→ **INSTRUCTIONS FOR THE TASK**: The answer is to be all of the data below, reproduced exactly.

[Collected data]
+--

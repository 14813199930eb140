//! Text rendering of tables and single-instrument projections.

use safecap_core::utils::{format_currency, format_percentage, format_with_commas};
use safecap_core::{CapTable, Instrument, OwnershipOutcome};

const TABLE_HEADERS: [&str; 5] = [
    "Investor Name",
    "SAFE Type",
    "Shares",
    "Equity %",
    "Investment Amount",
];

/// Renders the post-conversion capitalization table.
///
/// Invalid shares are left blank, and rows without an investment
/// (founders, pool) show `-`.
pub fn render_cap_table(table: &CapTable) -> String {
    let body: Vec<[String; 5]> = table
        .rows
        .iter()
        .map(|row| {
            [
                row.label.clone(),
                row.category.label().to_string(),
                row.shares.map(format_with_commas).unwrap_or_default(),
                format_percentage(row.percentage),
                row.investment_amount
                    .map(format_currency)
                    .unwrap_or_else(|| "-".to_string()),
            ]
        })
        .collect();

    let mut widths = TABLE_HEADERS.map(str::len);
    for cells in &body {
        for (width, cell) in widths.iter_mut().zip(cells) {
            *width = (*width).max(cell.chars().count());
        }
    }

    let mut out = String::new();
    out.push_str("Capitalization Table (Post Conversion)\n");
    push_line(&mut out, &TABLE_HEADERS.map(str::to_string), &widths);
    let rule: Vec<String> = widths.iter().map(|w| "-".repeat(*w)).collect();
    out.push_str(&rule.join("-+-"));
    out.push('\n');
    for cells in &body {
        push_line(&mut out, cells, &widths);
    }
    out.push_str(&format!(
        "\nTotal shares (post conversion): {}\n",
        format_with_commas(table.total_shares)
    ));
    if !table.unallocated_shares.is_zero() {
        out.push_str(&format!(
            "Pre-financing shares not itemised: {}\n",
            format_with_commas(table.unallocated_shares)
        ));
    }
    if let Some(error) = &table.error {
        out.push_str(&format!("Note: share ledger: {}\n", error));
        return out;
    }
    for row in table.rows.iter().filter(|row| row.error.is_some()) {
        out.push_str(&format!(
            "Note: {}: {}\n",
            row.label,
            row.error.as_deref().unwrap_or_default()
        ));
    }
    out
}

/// Renders the ownership projection of a single instrument.
pub fn render_outcome(
    instrument: &Instrument,
    outcome: &safecap_core::Result<OwnershipOutcome>,
) -> String {
    let mut out = format!(
        "{} ({}), investing {}\n",
        instrument.investor_name,
        instrument.kind(),
        format_currency(instrument.investment_amount)
    );
    match outcome {
        Ok(outcome) => {
            out.push_str(&format!(
                "Projected ownership: {}\n",
                format_percentage(outcome.percentage)
            ));
            if let Some(shares) = outcome.shares {
                out.push_str(&format!("Shares: {}\n", format_with_commas(shares)));
            }
        }
        Err(err) => {
            out.push_str("Projected ownership: \n");
            out.push_str(&format!("Note: {}\n", err));
        }
    }
    out
}

fn push_line(out: &mut String, cells: &[String; 5], widths: &[usize; 5]) {
    let padded: Vec<String> = cells
        .iter()
        .zip(widths)
        .map(|(cell, width)| format!("{:<width$}", cell, width = *width))
        .collect();
    out.push_str(padded.join(" | ").trim_end());
    out.push('\n');
}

+--

→ **ANSWER TO THIS TASK**:
repository 14813199930eb140
//! Text rendering of tables and single-instrument projections.

use safecap_core::utils::{format_currency, format_percentage, format_with_commas};
use safecap_core::{CapTable, Instrument, OwnershipOutcome};

const TABLE_HEADERS: [&str; 5] = [
    "Investor Name",
    "SAFE Type",
    "Shares",
    "Equity %",
    "Investment Amount",
];

/// Renders the post-conversion capitalization table.
///
/// Invalid shares are left blank, and rows without an investment
/// (founders, pool) show `-`.
pub fn render_cap_table(table: &CapTable) -> String {
    let body: Vec<[String; 5]> = table
        .rows
        .iter()
        .map(|row| {
            [
                row.label.clone(),
                row.category.label().to_string(),
                row.shares.map(format_with_commas).unwrap_or_default(),
                format_percentage(row.percentage),
                row.investment_amount
                    .map(format_currency)
                    .unwrap_or_else(|| "-".to_string()),
            ]
        })
        .collect();

    let mut widths = TABLE_HEADERS.map(str::len);
    for cells in &body {
        for (width, cell) in widths.iter_mut().zip(cells) {
            *width = (*width).max(cell.chars().count());
        }
    }

    let mut out = String::new();
    out.push_str("Capitalization Table (Post Conversion)\n");
    push_line(&mut out, &TABLE_HEADERS.map(str::to_string), &widths);
    let rule: Vec<String> = widths.iter().map(|w| "-".repeat(*w)).collect();
    out.push_str(&rule.join("-+-"));
    out.push('\n');
    for cells in &body {
        push_line(&mut out, cells, &widths);
    }
    out.push_str(&format!(
        "\nTotal shares (post conversion): {}\n",
        format_with_commas(table.total_shares)
    ));
    if !table.unallocated_shares.is_zero() {
        out.push_str(&format!(
            "Pre-financing shares not itemised: {}\n",
            format_with_commas(table.unallocated_shares)
        ));
    }
    if let Some(error) = &table.error {
        out.push_str(&format!("Note: share ledger: {}\n", error));
        return out;
    }
    for row in table.rows.iter().filter(|row| row.error.is_some()) {
        out.push_str(&format!(
            "Note: {}: {}\n",
            row.label,
            row.error.as_deref().unwrap_or_default()
        ));
    }
    out
}

/// Renders the ownership projection of a single instrument.
pub fn render_outcome(
    instrument: &Instrument,
    outcome: &safecap_core::Result<OwnershipOutcome>,
) -> String {
    let mut out = format!(
        "{} ({}), investing {}\n",
        instrument.investor_name,
        instrument.kind(),
        format_currency(instrument.investment_amount)
    );
    match outcome {
        Ok(outcome) => {
            out.push_str(&format!(
                "Projected ownership: {}\n",
                format_percentage(outcome.percentage)
            ));
            if let Some(shares) = outcome.shares {
                out.push_str(&format!("Shares: {}\n", format_with_commas(shares)));
            }
        }
        Err(err) => {
            out.push_str("Projected ownership: \n");
            out.push_str(&format!("Note: {}\n", err));
        }
    }
    out
}

fn push_line(out: &mut String, cells: &[String; 5], widths: &[usize; 5]) {
    let padded: Vec<String> = cells
        .iter()
        .zip(widths)
        .map(|(cell, width)| format!("{:<width$}", cell, width = *width))
        .collect();
    out.push_str(padded.join(" | ").trim_end());
    out.push('\n');
}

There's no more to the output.